How to complete this task:
Write the entries below again, precisely as they appear.

________________

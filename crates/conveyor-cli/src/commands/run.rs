//! One-shot local pipeline execution.

use anyhow::{Context, Result};
use conveyor_config::parse_pipeline;
use conveyor_core::pipeline::StageStatus;
use conveyor_core::source::Commit;
use conveyor_executor::{BuildExecutor, DockerRegistry, FsStore, GitSource, ProcessRunner};
use conveyor_orchestrator::{PipelineEvent, PipelineOrchestrator};
use std::sync::Arc;

/// Run the pipeline once against a local repository.
pub async fn run_local(
    config_path: &str,
    repo: &str,
    sha: Option<String>,
    artifacts: &str,
) -> Result<()> {
    let content = std::fs::read_to_string(config_path)
        .with_context(|| format!("Failed to read config file: {}", config_path))?;
    let pipeline = parse_pipeline(&content)
        .with_context(|| format!("Failed to parse pipeline config: {}", config_path))?;

    println!("Running pipeline: {}", pipeline.name);

    let repo = std::path::Path::new(repo)
        .canonicalize()
        .context("Failed to resolve repository path")?;

    let registry = DockerRegistry::new().context("Failed to connect to Docker")?;
    let store = Arc::new(FsStore::new(artifacts));
    let executor = Arc::new(BuildExecutor::new(
        Arc::new(ProcessRunner::new(&repo)),
        Arc::new(registry),
        store.clone(),
    ));
    let orchestrator =
        PipelineOrchestrator::new(Arc::new(GitSource::new(&repo)), executor, store);

    // An explicit sha pins the run; otherwise the source stage resolves the
    // repository head.
    let commit = Commit::new(sha.unwrap_or_default(), &pipeline.watch.branch);

    let (mut rx, result_handle) = orchestrator.execute(&pipeline, commit);

    while let Some(event) = rx.recv().await {
        match event {
            PipelineEvent::RunStarted { run_id, commit } => {
                println!(
                    "--- Run {} started (commit: {}) ---\n",
                    run_id,
                    if commit.resolved_version.is_empty() {
                        "HEAD"
                    } else {
                        &commit.resolved_version
                    }
                );
            }
            PipelineEvent::StageStarted { stage } => {
                println!("▶ Stage '{}' started", stage);
            }
            PipelineEvent::StageCompleted { stage, success } => {
                if success {
                    println!("✓ Stage '{}' completed successfully\n", stage);
                } else {
                    println!("✗ Stage '{}' failed\n", stage);
                }
            }
            PipelineEvent::RunCompleted { success } => {
                if success {
                    println!("--- Run completed successfully ---");
                } else {
                    println!("--- Run failed ---");
                }
            }
        }
    }

    let run = result_handle.await.context("Run task failed")?;

    println!("\n--- Stage Summary ---");
    for stage in &run.stages {
        match &stage.status {
            StageStatus::Succeeded => println!("  {} - ✓ succeeded", stage.name),
            StageStatus::Failed { message } => {
                println!("  {} - ✗ failed: {}", stage.name, message)
            }
        }
    }

    if run.state.is_success() {
        println!("\n✓ Run succeeded!");
        Ok(())
    } else {
        anyhow::bail!("Run failed");
    }
}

________________

Result below:
filename crates/conveyor-cli/src/commands/run.rs
//! One-shot local pipeline execution.

use anyhow::{Context, Result};
use conveyor_config::parse_pipeline;
use conveyor_core::pipeline::StageStatus;
use conveyor_core::source::Commit;
use conveyor_executor::{BuildExecutor, DockerRegistry, FsStore, GitSource, ProcessRunner};
use conveyor_orchestrator::{PipelineEvent, PipelineOrchestrator};
use std::sync::Arc;

/// Run the pipeline once against a local repository.
pub async fn run_local(
    config_path: &str,
    repo: &str,
    sha: Option<String>,
    artifacts: &str,
) -> Result<()> {
    let content = std::fs::read_to_string(config_path)
        .with_context(|| format!("Failed to read config file: {}", config_path))?;
    let pipeline = parse_pipeline(&content)
        .with_context(|| format!("Failed to parse pipeline config: {}", config_path))?;

    println!("Running pipeline: {}", pipeline.name);

    let repo = std::path::Path::new(repo)
        .canonicalize()
        .context("Failed to resolve repository path")?;

    let registry = DockerRegistry::new().context("Failed to connect to Docker")?;
    let store = Arc::new(FsStore::new(artifacts));
    let executor = Arc::new(BuildExecutor::new(
        Arc::new(ProcessRunner::new(&repo)),
        Arc::new(registry),
        store.clone(),
    ));
    let orchestrator =
        PipelineOrchestrator::new(Arc::new(GitSource::new(&repo)), executor, store);

    // An explicit sha pins the run; otherwise the source stage resolves the
    // repository head.
    let commit = Commit::new(sha.unwrap_or_default(), &pipeline.watch.branch);

    let (mut rx, result_handle) = orchestrator.execute(&pipeline, commit);

    while let Some(event) = rx.recv().await {
        match event {
            PipelineEvent::RunStarted { run_id, commit } => {
                println!(
                    "--- Run {} started (commit: {}) ---\n",
                    run_id,
                    if commit.resolved_version.is_empty() {
                        "HEAD"
                    } else {
                        &commit.resolved_version
                    }
                );
            }
            PipelineEvent::StageStarted { stage } => {
                println!("▶ Stage '{}' started", stage);
            }
            PipelineEvent::StageCompleted { stage, success } => {
                if success {
                    println!("✓ Stage '{}' completed successfully\n", stage);
                } else {
                    println!("✗ Stage '{}' failed\n", stage);
                }
            }
            PipelineEvent::RunCompleted { success } => {
                if success {
                    println!("--- Run completed successfully ---");
                } else {
                    println!("--- Run failed ---");
                }
            }
        }
    }

    let run = result_handle.await.context("Run task failed")?;

    println!("\n--- Stage Summary ---");
    for stage in &run.stages {
        match &stage.status {
            StageStatus::Succeeded => println!("  {} - ✓ succeeded", stage.name),
            StageStatus::Failed { message } => {
                println!("  {} - ✗ failed: {}", stage.name, message)
            }
        }
    }

    if run.state.is_success() {
        println!("\n✓ Run succeeded!");
        Ok(())
    } else {
        anyhow::bail!("Run failed");
    }
}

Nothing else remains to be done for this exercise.